● EXERCISE BRIEF
Repeat the data in full. Every line must match.

● THE DATA
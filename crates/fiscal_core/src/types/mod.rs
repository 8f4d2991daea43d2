//! Core value and error types.
//!
//! This module provides:
//! - `units`: product streams, measurement units, and period basis
//! - `volumes`: per-product volume container with boe conversion
//! - `error`: structured error types for curves, decks, regimes, valuation,
//!   and solvers
//!
//! # Re-exports
//!
//! For convenience, commonly used types are re-exported at this module level:
//! - [`Product`], [`Unit`], [`PeriodBasis`] from `units`
//! - [`ProductVolumes`] from `volumes`
//! - [`EngineError`], [`CurveError`], [`DeckError`], [`RegimeError`],
//!   [`ValuationError`], [`SolverError`] from `error`

pub mod error;
pub mod units;
pub mod volumes;

// Re-export commonly used types at module level
pub use error::{
    CurveError, DeckError, EngineError, InterpolationError, RegimeError, SolverError,
    ValuationError,
};
pub use units::{PeriodBasis, Product, Unit};
pub use volumes::ProductVolumes;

● ANSWER TO THIS PROBLEM
filename crates/fiscal_core/src/types/mod.rs
repository 8f4d2991daea43d2
//! Core value and error types.
//!
//! This module provides:
//! - `units`: product streams, measurement units, and period basis
//! - `volumes`: per-product volume container with boe conversion
//! - `error`: structured error types for curves, decks, regimes, valuation,
//!   and solvers
//!
//! # Re-exports
//!
//! For convenience, commonly used types are re-exported at this module level:
//! - [`Product`], [`Unit`], [`PeriodBasis`] from `units`
//! - [`ProductVolumes`] from `volumes`
//! - [`EngineError`], [`CurveError`], [`DeckError`], [`RegimeError`],
//!   [`ValuationError`], [`SolverError`] from `error`

pub mod error;
pub mod units;
pub mod volumes;

// Re-export commonly used types at module level
pub use error::{
    CurveError, DeckError, EngineError, InterpolationError, RegimeError, SolverError,
    ValuationError,
};
pub use units::{PeriodBasis, Product, Unit};
pub use volumes::ProductVolumes;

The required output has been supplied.